According to the DOJ, the Karakurt ransomware gang “fueled corruption” in the Russian government; these ties to officials allowed the gang’s leaders to avoid paying taxes to the state, and the gang regularly paid bribes to officials who exempted members from compulsory Russian military service. The Russian Foreign Ministry did not respond to TechCrunch’s request for comment. 据美国司法部称,Karakurt 勒索软件团伙“助长了”俄罗斯政府内部的腐败;这些与官员的勾结使该团伙领导人能够逃避向国家纳税,该团伙还定期向官员行贿,以使成员免除俄罗斯的强制兵役。俄罗斯外交部未回应 TechCrunch 的置评请求。

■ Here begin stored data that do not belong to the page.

//! Share ledger.
//!
//! Each share class is a plain fungible balance sheet:
//! - Total supply and per-holder balances
//! - Minting gated by a capability issued once at construction
//! - Holder-initiated burn and transfer

use serde::{Deserialize, Serialize};
use std::collections::BTreeMap;
use tracing::debug;

use crate::core::amount::ShareAmount;
use crate::core::share::ShareClass;
use crate::error::{Error, Result};
use crate::utils::address::Address;
use crate::utils::math::invariant;

// ═══════════════════════════════════════════════════════════════════════════════
// MINT CAPABILITY
// ═══════════════════════════════════════════════════════════════════════════════

/// Authority to mint one share class.
///
/// Only [`ShareLedger::new`] creates one, and a ledger accepts only the
/// capability it issued. It is not `Clone`: the only other copies are the
/// crate's staged transaction state and snapshots restored from disk.
#[derive(Debug, PartialEq, Eq, Serialize, Deserialize)]
pub struct MintCapability {
    class: ShareClass,
    minter: Address,
}

impl MintCapability {
    /// Copy for a staged transaction; the stage replaces or is dropped
    pub(crate) fn stage(&self) -> Self {
        Self {
            class: self.class,
            minter: self.minter,
        }
    }

    /// Share class this capability mints
    pub fn class(&self) -> ShareClass {
        self.class
    }

    /// Component holding the capability
    pub fn minter(&self) -> Address {
        self.minter
    }
}

// ═══════════════════════════════════════════════════════════════════════════════
// SHARE LEDGER
// ═══════════════════════════════════════════════════════════════════════════════

/// Balances of one share class
#[derive(Debug, Clone, Serialize, Deserialize)]
pub struct ShareLedger {
    class: ShareClass,
    total_supply: ShareAmount,
    balances: BTreeMap<Address, ShareAmount>,
    minter: Address,
}

impl ShareLedger {
    /// Create an empty ledger and the single capability allowed to mint into it
    pub fn new(class: ShareClass, minter: Address) -> (Self, MintCapability) {
        let ledger = Self {
            class,
            total_supply: ShareAmount::ZERO,
            balances: BTreeMap::new(),
            minter,
        };
        (ledger, MintCapability { class, minter })
    }

    /// Share class of this ledger
    pub fn class(&self) -> ShareClass {
        self.class
    }

    /// Get total supply
    pub fn total_supply(&self) -> ShareAmount {
        self.total_supply
    }

    /// Get balance of an address
    pub fn balance_of(&self, owner: &Address) -> ShareAmount {
        self.balances.get(owner).copied().unwrap_or(ShareAmount::ZERO)
    }

    /// Mint new shares. Zero is a no-op.
    pub fn mint(
        &mut self,
        capability: &MintCapability,
        to: Address,
        amount: ShareAmount,
    ) -> Result<()> {
        if capability.class != self.class || capability.minter != self.minter {
            return Err(Error::Unauthorized(format!(
                "{} cannot mint {}",
                capability.minter,
                self.class.share_symbol()
            )));
        }
        if amount.is_zero() {
            return Ok(());
        }

        let new_supply = self.total_supply.checked_add(amount).ok_or(Error::Overflow {
            operation: format!("{} mint total supply", self.class.share_symbol()),
        })?;
        let new_balance = self.balance_of(&to).checked_add(amount).ok_or(Error::Overflow {
            operation: format!("{} mint balance", self.class.share_symbol()),
        })?;

        self.balances.insert(to, new_balance);
        self.total_supply = new_supply;
        debug!(class = %self.class, to = %to.short(), amount = %amount, "shares minted");
        Ok(())
    }

    /// Burn shares held by `from`. Zero is a no-op.
    pub fn burn(&mut self, from: Address, amount: ShareAmount) -> Result<()> {
        if amount.is_zero() {
            return Ok(());
        }
        let remaining = self.debit(from, amount)?;
        self.store(from, remaining);
        self.total_supply = self.total_supply.saturating_sub(amount);
        debug!(class = %self.class, from = %from.short(), amount = %amount, "shares burned");
        Ok(())
    }

    /// Transfer shares between accounts
    pub fn transfer(&mut self, from: Address, to: Address, amount: ShareAmount) -> Result<()> {
        let remaining = self.debit(from, amount)?;
        if from == to || amount.is_zero() {
            return Ok(());
        }
        self.store(from, remaining);

        let to_balance = self.balance_of(&to).checked_add(amount).ok_or(Error::Overflow {
            operation: format!("{} transfer balance", self.class.share_symbol()),
        })?;
        self.balances.insert(to, to_balance);
        Ok(())
    }

    // ═══════════════════════════════════════════════════════════════════════════
    // QUERIES
    // ═══════════════════════════════════════════════════════════════════════════

    /// Get number of holders with a non-zero balance
    pub fn holder_count(&self) -> usize {
        self.balances.len()
    }

    /// All non-zero balances in address order
    pub fn balances(&self) -> impl Iterator<Item = (&Address, &ShareAmount)> {
        self.balances.iter()
    }

    /// Verify supply invariant (total_supply == sum of all balances)
    pub fn verify_supply_invariant(&self) -> bool {
        let sum = self
            .balances
            .values()
            .try_fold(0u128, |acc, b| acc.checked_add(b.raw()));
        sum == Some(self.total_supply.raw())
    }

    // ═══════════════════════════════════════════════════════════════════════════
    // INTERNAL
    // ═══════════════════════════════════════════════════════════════════════════

    fn debit(&self, from: Address, amount: ShareAmount) -> Result<ShareAmount> {
        let balance = self.balance_of(&from);
        balance.checked_sub(amount).ok_or_else(|| Error::InsufficientBalance {
            asset: self.class.share_symbol().into(),
            required: amount.raw(),
            available: balance.raw(),
        })
    }

    fn store(&mut self, owner: Address, balance: ShareAmount) {
        if balance.is_zero() {
            self.balances.remove(&owner);
        } else {
            self.balances.insert(owner, balance);
        }
    }
}

// ═══════════════════════════════════════════════════════════════════════════════
// SHARE PAIR
// ═══════════════════════════════════════════════════════════════════════════════

/// The two ledgers bound together by the sum-of-squares invariant
#[derive(Debug, Clone, Serialize, Deserialize)]
pub struct SharePair {
    m: ShareLedger,
    b: ShareLedger,
}

impl SharePair {
    /// Create both ledgers, minted by `minter`
    pub fn new(minter: Address) -> (Self, MintCapability, MintCapability) {
        let (m, m_cap) = ShareLedger::new(ShareClass::M, minter);
        let (b, b_cap) = ShareLedger::new(ShareClass::B, minter);
        (Self { m, b }, m_cap, b_cap)
    }

    /// Ledger of a class
    pub fn ledger(&self, class: ShareClass) -> &ShareLedger {
        match class {
            ShareClass::M => &self.m,
            ShareClass::B => &self.b,
        }
    }

    /// Mutable ledger of a class
    pub fn ledger_mut(&mut self, class: ShareClass) -> &mut ShareLedger {
        match class {
            ShareClass::M => &mut self.m,
            ShareClass::B => &mut self.b,
        }
    }

    /// Total supply of a class
    pub fn supply(&self, class: ShareClass) -> ShareAmount {
        self.ledger(class).total_supply()
    }

    /// Current invariant `floor(sqrt(M² + B²))`
    pub fn invariant(&self) -> Result<u128> {
        invariant(self.m.total_supply().raw(), self.b.total_supply().raw())
    }

    /// Supply invariant of both ledgers
    pub fn verify_supply_invariants(&self) -> bool {
        self.m.verify_supply_invariant() && self.b.verify_supply_invariant()
    }
}

#[cfg(test)]
mod tests {
    use super::*;

    fn alice() -> Address {
        Address::from_label("alice")
    }

    fn bob() -> Address {
        Address::from_label("bob")
    }

    fn minter() -> Address {
        Address::from_label("minter")
    }

    #[test]
    fn test_mint() {
        let (mut ledger, cap) = ShareLedger::new(ShareClass::M, minter());
        ledger.mint(&cap, alice(), ShareAmount::from_units(1000)).unwrap();

        assert_eq!(ledger.balance_of(&alice()), ShareAmount::from_units(1000));
        assert_eq!(ledger.total_supply(), ShareAmount::from_units(1000));
    }

    #[test]
    fn test_mint_rejects_foreign_capability() {
        let (mut m_ledger, _) = ShareLedger::new(ShareClass::M, minter());
        let (_, b_cap) = ShareLedger::new(ShareClass::B, minter());
        let (_, rogue_cap) = ShareLedger::new(ShareClass::M, alice());

        let result = m_ledger.mint(&b_cap, alice(), ShareAmount::from_units(1));
        assert!(matches!(result, Err(Error::Unauthorized(_))));
        let result = m_ledger.mint(&rogue_cap, alice(), ShareAmount::from_units(1));
        assert!(matches!(result, Err(Error::Unauthorized(_))));
        assert!(m_ledger.total_supply().is_zero());
    }

    #[test]
    fn test_burn() {
        let (mut ledger, cap) = ShareLedger::new(ShareClass::B, minter());
        ledger.mint(&cap, alice(), ShareAmount::from_units(1000)).unwrap();
        ledger.burn(alice(), ShareAmount::from_units(400)).unwrap();

        assert_eq!(ledger.balance_of(&alice()), ShareAmount::from_units(600));
        assert_eq!(ledger.total_supply(), ShareAmount::from_units(600));
    }

    #[test]
    fn test_burn_insufficient_balance() {
        let (mut ledger, cap) = ShareLedger::new(ShareClass::B, minter());
        ledger.mint(&cap, alice(), ShareAmount::from_units(100)).unwrap();
        let result = ledger.burn(alice(), ShareAmount::from_units(200));

        assert!(matches!(result, Err(Error::InsufficientBalance { .. })));
        assert_eq!(ledger.total_supply(), ShareAmount::from_units(100));
    }

    #[test]
    fn test_transfer() {
        let (mut ledger, cap) = ShareLedger::new(ShareClass::M, minter());
        ledger.mint(&cap, alice(), ShareAmount::from_units(1000)).unwrap();
        ledger.transfer(alice(), bob(), ShareAmount::from_units(300)).unwrap();

        assert_eq!(ledger.balance_of(&alice()), ShareAmount::from_units(700));
        assert_eq!(ledger.balance_of(&bob()), ShareAmount::from_units(300));
        assert_eq!(ledger.total_supply(), ShareAmount::from_units(1000));
    }

    #[test]
    fn test_self_transfer_still_checks_balance() {
        let (mut ledger, cap) = ShareLedger::new(ShareClass::M, minter());
        ledger.mint(&cap, alice(), ShareAmount::from_units(1)).unwrap();
        assert!(ledger.transfer(alice(), alice(), ShareAmount::from_units(1)).is_ok());
        assert!(ledger.transfer(alice(), alice(), ShareAmount::from_units(2)).is_err());
        assert_eq!(ledger.balance_of(&alice()), ShareAmount::from_units(1));
    }

    #[test]
    fn test_supply_invariant_and_holders() {
        let (mut ledger, cap) = ShareLedger::new(ShareClass::M, minter());
        ledger.mint(&cap, alice(), ShareAmount::from_units(1000)).unwrap();
        ledger.mint(&cap, bob(), ShareAmount::from_units(500)).unwrap();
        assert_eq!(ledger.holder_count(), 2);

        ledger.transfer(bob(), alice(), ShareAmount::from_units(500)).unwrap();
        assert_eq!(ledger.holder_count(), 1);
        ledger.burn(alice(), ShareAmount::from_units(100)).unwrap();

        assert!(ledger.verify_supply_invariant());
    }

    #[test]
    fn test_pair_invariant() {
        let (mut pair, m_cap, b_cap) = SharePair::new(minter());
        pair.ledger_mut(ShareClass::M).mint(&m_cap, alice(), ShareAmount::from_units(3)).unwrap();
        pair.ledger_mut(ShareClass::B).mint(&b_cap, alice(), ShareAmount::from_units(4)).unwrap();

        assert_eq!(pair.invariant().unwrap(), ShareAmount::from_units(5).raw());
        assert!(pair.verify_supply_invariants());
    }
}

Per the DOJ, the Karakurt gang targeted more than 54 companies, with at least $15 million in ransoms paid by the victims. Karakurt does not appear to be an active ransomware gang; some operations change owners and names, sometimes to evade sanctions. Zolotarjovs was arrested in the country of Georgia in 2023 and extradited to the United States in August 2024. He later pleaded guilty. 据美国司法部统计,Karakurt 团伙针对超过 54 家公司进行了攻击,受害者支付的赎金至少达 1500 万美元。Karakurt 目前似乎已不再是一个活跃的勒索软件团伙;一些此类组织会更换所有者和名称,有时是为了逃避制裁。佐洛塔廖夫斯于 2023 年在格鲁吉亚被捕,并于 2024 年 8 月被引渡至美国。他随后认罪。